The gigs that I was getting were small but fulfilling. I had not gotten a lead role yet but secretly longed for a chance. I could do a much better job than the other actors. I was just hoping the producers would realize that soon.
Then, one day, I was pacing around the living room memorizing my dialogues for an upcoming play.
“Here is the scroll of every man's name which is thought fit …” I mumbled, trying to recall the next few words. “Athens … Athens …” I murmured now, remembering that it had something to do with the city.
The phone rang. I jerked and glanced at the wall-clock. It was 5pm, Adam would still be at work and Ruby had taken the children to the park.
The caller ID showed an unknown number.
“Hello!” chirped a man’s voice when I picked up, “Is this Lydia Lombardi?”
I still hadn’t changed my last name.
“Yes …” I replied, hesitantly.
“Well, here’s the thing …” he said. The man, Ronald Pike, was a producer at the theater and he was calling to let me know that the lead actress on one of their main plays had dropped out due to some unfortunate incident and they were hoping that I could replace her.

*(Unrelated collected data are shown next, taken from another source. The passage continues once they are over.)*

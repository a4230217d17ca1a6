//! Line-oriented control surface: parses commands typed on stdin and drives
//! the engine with them.

use std::fmt;
use std::io::Write;
use std::str::FromStr;

use tonegen_backend::{OscillatorEngine, PlaybackState};
use tonegen_core::config::{MAX_FREQUENCY, MAX_VOLUME, MIN_FREQUENCY};
use tonegen_core::waveform::ParseWaveformError;
use tonegen_core::{AudioOutput, Waveform};

/// Largest slider position; position 0 is `MIN_FREQUENCY`.
pub const SLIDER_MAX: u32 = MAX_FREQUENCY - MIN_FREQUENCY;

pub fn slider_to_frequency(pos: u32) -> u32 {
    pos.min(SLIDER_MAX) + MIN_FREQUENCY
}

pub fn frequency_to_slider(hz: u32) -> u32 {
    hz.clamp(MIN_FREQUENCY, MAX_FREQUENCY) - MIN_FREQUENCY
}

pub const HELP: &str = "\
commands:
  play                 start or resume playback
  pause                pause, keeping the device open
  toggle               play if paused or stopped, pause if playing
  stop                 stop and release the device
  freq <hz>            set the frequency
  slider <pos>         set the frequency from a slider position (0..=19980)
  vol <pct>            set the volume, 0..=100
  wave <name|index>    sine, sawtooth, square, triangle (or 0..=3)
  status               show the current state
  help                 show this help
  quit                 stop and exit";

#[derive(Debug, Clone, Copy, PartialEq, Eq)]
pub enum Command {
    Play,
    Pause,
    Toggle,
    Stop,
    Frequency(u32),
    Slider(u32),
    Volume(u32),
    Wave(Waveform),
    Status,
    Help,
    Quit,
}

#[derive(Debug, Clone, PartialEq, Eq)]
pub enum CommandError {
    Empty,
    Unknown(String),
    MissingArgument(&'static str),
    InvalidNumber { command: &'static str, value: String },
    InvalidWaveform(String),
    TrailingInput(String),
}

impl fmt::Display for CommandError {
    fn fmt(&self, f: &mut fmt::Formatter<'_>) -> fmt::Result {
        match self {
            Self::Empty => write!(f, "empty command"),
            Self::Unknown(word) => write!(f, "unknown command '{}', try 'help'", word),
            Self::MissingArgument(command) => write!(f, "'{}' needs an argument", command),
            Self::InvalidNumber { command, value } => {
                write!(f, "'{}' expects a non-negative integer, got '{}'", command, value)
            }
            Self::InvalidWaveform(message) => f.write_str(message),
            Self::TrailingInput(rest) => write!(f, "unexpected input '{}'", rest),
        }
    }
}

impl std::error::Error for CommandError {}

impl From<ParseWaveformError> for CommandError {
    fn from(e: ParseWaveformError) -> Self {
        Self::InvalidWaveform(e.to_string())
    }
}

fn number(command: &'static str, value: Option<&str>) -> Result<u32, CommandError> {
    let value = value.ok_or(CommandError::MissingArgument(command))?;
    value.parse().map_err(|_| CommandError::InvalidNumber {
        command,
        value: value.to_string(),
    })
}

impl FromStr for Command {
    type Err = CommandError;

    fn from_str(line: &str) -> Result<Self, Self::Err> {
        let mut words = line.split_whitespace();
        let head = words.next().ok_or(CommandError::Empty)?;
        let arg = words.next();

        let command = match head.to_ascii_lowercase().as_str() {
            "play" => Command::Play,
            "pause" => Command::Pause,
            "toggle" | "t" => Command::Toggle,
            "stop" => Command::Stop,
            "freq" | "f" => Command::Frequency(number("freq", arg)?),
            "slider" => Command::Slider(number("slider", arg)?),
            "vol" | "v" => Command::Volume(number("vol", arg)?),
            "wave" | "w" => Command::Wave(arg.ok_or(CommandError::MissingArgument("wave"))?.parse()?),
            "status" | "s" => Command::Status,
            "help" | "h" | "?" => Command::Help,
            "quit" | "q" | "exit" => Command::Quit,
            other => return Err(CommandError::Unknown(other.to_string())),
        };

        let takes_arg = matches!(
            command,
            Command::Frequency(_) | Command::Slider(_) | Command::Volume(_) | Command::Wave(_)
        );
        let extra = if takes_arg { words.next() } else { arg };
        match extra {
            Some(rest) => Err(CommandError::TrailingInput(rest.to_string())),
            None => Ok(command),
        }
    }
}

#[derive(Debug, Clone, Copy, PartialEq, Eq)]
pub enum Flow {
    Continue,
    Quit,
}

/// Apply one command. Playback failures are reported to `out`, not returned;
/// only I/O errors on `out` end the session.
pub fn execute<O, W>(engine: &OscillatorEngine<O>, command: Command, out: &mut W) -> std::io::Result<Flow>
where
    O: AudioOutput,
    W: Write,
{
    match command {
        Command::Play => start(engine, out)?,
        Command::Pause => engine.pause(),
        Command::Toggle => {
            if engine.state() == PlaybackState::Playing {
                engine.pause();
            } else {
                start(engine, out)?;
            }
        }
        Command::Stop => engine.stop(),
        Command::Frequency(hz) => {
            let range = engine.config().frequency_range();
            engine.set_frequency(hz.clamp(*range.start(), *range.end()));
            writeln!(out, "frequency: {} Hz", engine.frequency())?;
        }
        Command::Slider(pos) => {
            engine.set_frequency(slider_to_frequency(pos));
            writeln!(
                out,
                "slider: {} -> {} Hz",
                frequency_to_slider(engine.frequency()),
                engine.frequency()
            )?;
        }
        Command::Volume(pct) => {
            engine.set_volume(pct.min(MAX_VOLUME));
            writeln!(out, "volume: {}%", engine.volume())?;
        }
        Command::Wave(waveform) => {
            engine.set_waveform_kind(waveform);
            writeln!(out, "waveform: {}", engine.waveform())?;
        }
        Command::Status => print_status(engine, out)?,
        Command::Help => writeln!(out, "{}", HELP)?,
        Command::Quit => {
            engine.stop();
            return Ok(Flow::Quit);
        }
    }
    Ok(Flow::Continue)
}

fn start<O: AudioOutput, W: Write>(engine: &OscillatorEngine<O>, out: &mut W) -> std::io::Result<()> {
    if let Err(e) = engine.play() {
        log::error!("play failed: {}", e);
        writeln!(out, "could not start playback: {}", e)?;
    }
    Ok(())
}

pub fn print_status<O: AudioOutput, W: Write>(engine: &OscillatorEngine<O>, out: &mut W) -> std::io::Result<()> {
    let stats = engine.stats();
    writeln!(
        out,
        "{:?} | {} Hz (slider {}) | {} | volume {}% | output {}",
        engine.state(),
        engine.frequency(),
        frequency_to_slider(engine.frequency()),
        engine.waveform(),
        engine.volume(),
        engine.sink_state()
    )?;
    writeln!(
        out,
        "written: {} frames in {} blocks, {} write errors, write time {:.0}% of block",
        stats.frames_written, stats.blocks_written, stats.write_errors, stats.blocked_percent
    )
}

#[cfg(test)]
mod tests {
    use super::*;
    use tonegen_core::EngineConfig;
    use tonegen_core::sink::MemoryOutput;

    fn engine() -> OscillatorEngine<MemoryOutput> {
        let config = EngineConfig {
            buffer_frames: Some(441),
            ..EngineConfig::default()
        };
        OscillatorEngine::new(MemoryOutput::new(441), config)
    }

    #[test]
    fn test_slider_mapping() {
        assert_eq!(slider_to_frequency(0), MIN_FREQUENCY);
        assert_eq!(slider_to_frequency(420), 440);
        assert_eq!(slider_to_frequency(SLIDER_MAX), MAX_FREQUENCY);
        assert_eq!(slider_to_frequency(u32::MAX), MAX_FREQUENCY);
        assert_eq!(frequency_to_slider(440), 420);
        assert_eq!(frequency_to_slider(5), 0);
        assert_eq!(frequency_to_slider(30_000), SLIDER_MAX);
    }

    #[test]
    fn test_parse_commands() {
        assert_eq!("play".parse::<Command>(), Ok(Command::Play));
        assert_eq!("  PAUSE ".parse::<Command>(), Ok(Command::Pause));
        assert_eq!("freq 1000".parse::<Command>(), Ok(Command::Frequency(1000)));
        assert_eq!("slider 0".parse::<Command>(), Ok(Command::Slider(0)));
        assert_eq!("vol 75".parse::<Command>(), Ok(Command::Volume(75)));
        assert_eq!("wave square".parse::<Command>(), Ok(Command::Wave(Waveform::Square)));
        assert_eq!("wave 3".parse::<Command>(), Ok(Command::Wave(Waveform::Triangle)));
        assert_eq!("q".parse::<Command>(), Ok(Command::Quit));
    }

    #[test]
    fn test_malformed_input_is_rejected() {
        assert_eq!("".parse::<Command>(), Err(CommandError::Empty));
        assert_eq!("freq".parse::<Command>(), Err(CommandError::MissingArgument("freq")));
        assert!(matches!("freq abc".parse::<Command>(), Err(CommandError::InvalidNumber { .. })));
        assert!(matches!("vol -5".parse::<Command>(), Err(CommandError::InvalidNumber { .. })));
        assert!(matches!("vol 99999999999".parse::<Command>(), Err(CommandError::InvalidNumber { .. })));
        assert!(matches!("wave noise".parse::<Command>(), Err(CommandError::InvalidWaveform(_))));
        assert!(matches!("play now".parse::<Command>(), Err(CommandError::TrailingInput(_))));
        assert!(matches!("freq 1 2".parse::<Command>(), Err(CommandError::TrailingInput(_))));
        assert!(matches!("jump".parse::<Command>(), Err(CommandError::Unknown(_))));
    }

    #[test]
    fn test_execute_setters() {
        let engine = engine();
        let mut out = Vec::new();

        execute(&engine, Command::Frequency(50_000), &mut out).unwrap();
        assert_eq!(engine.frequency(), MAX_FREQUENCY);
        execute(&engine, Command::Slider(80), &mut out).unwrap();
        assert_eq!(engine.frequency(), 100);
        execute(&engine, Command::Volume(150), &mut out).unwrap();
        assert_eq!(engine.volume(), 100);
        execute(&engine, Command::Wave(Waveform::Sawtooth), &mut out).unwrap();
        assert_eq!(engine.waveform(), Waveform::Sawtooth);

        let text = String::from_utf8(out).unwrap();
        assert!(text.contains("frequency: 20000 Hz"));
        assert!(text.contains("volume: 100%"));
    }

    #[test]
    fn test_toggle_and_quit() {
        let engine = engine();
        let mut out = Vec::new();

        execute(&engine, Command::Toggle, &mut out).unwrap();
        assert_eq!(engine.state(), PlaybackState::Playing);
        execute(&engine, Command::Toggle, &mut out).unwrap();
        assert_eq!(engine.state(), PlaybackState::Paused);

        assert_eq!(execute(&engine, Command::Quit, &mut out).unwrap(), Flow::Quit);
        assert_eq!(engine.state(), PlaybackState::Stopped);
        assert_eq!(engine.output().log().releases, 1);
    }

    #[test]
    fn test_play_failure_is_reported() {
        let engine = engine();
        engine.output().fail_next_open();
        let mut out = Vec::new();

        assert_eq!(execute(&engine, Command::Play, &mut out).unwrap(), Flow::Continue);
        assert_eq!(engine.state(), PlaybackState::Stopped);
        assert!(String::from_utf8(out).unwrap().contains("could not start playback"));
    }

    #[test]
    fn test_status_lists_parameters() {
        let engine = engine();
        let mut out = Vec::new();
        execute(&engine, Command::Status, &mut out).unwrap();
        let text = String::from_utf8(out).unwrap();
        assert!(text.contains("440 Hz (slider 420)"));
        assert!(text.contains("volume 50%"));
        assert!(text.contains("output uninitialized"));
    }
}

“Of course I’d replace her!,” I thought smugly to myself. And then, to him, I replied with barely restrained joy, “I’d be very pleased to accept the position.”
“That’s absolutely wonderful,” he said. I could hear some stage set up noises in the background and I imagined that the setup staff must be running around.
“There’s one thing that you should know, though,” Ronald continued, “This is going to be a traveling theater event, so–”
“I don’t have any reservations against that!” I said quickly. I did not want to let this opportunity go.
“Great!” said Ronald, “The first stop’s at Denver.”
Denver? I thought. And, suddenly, memories came flooding back.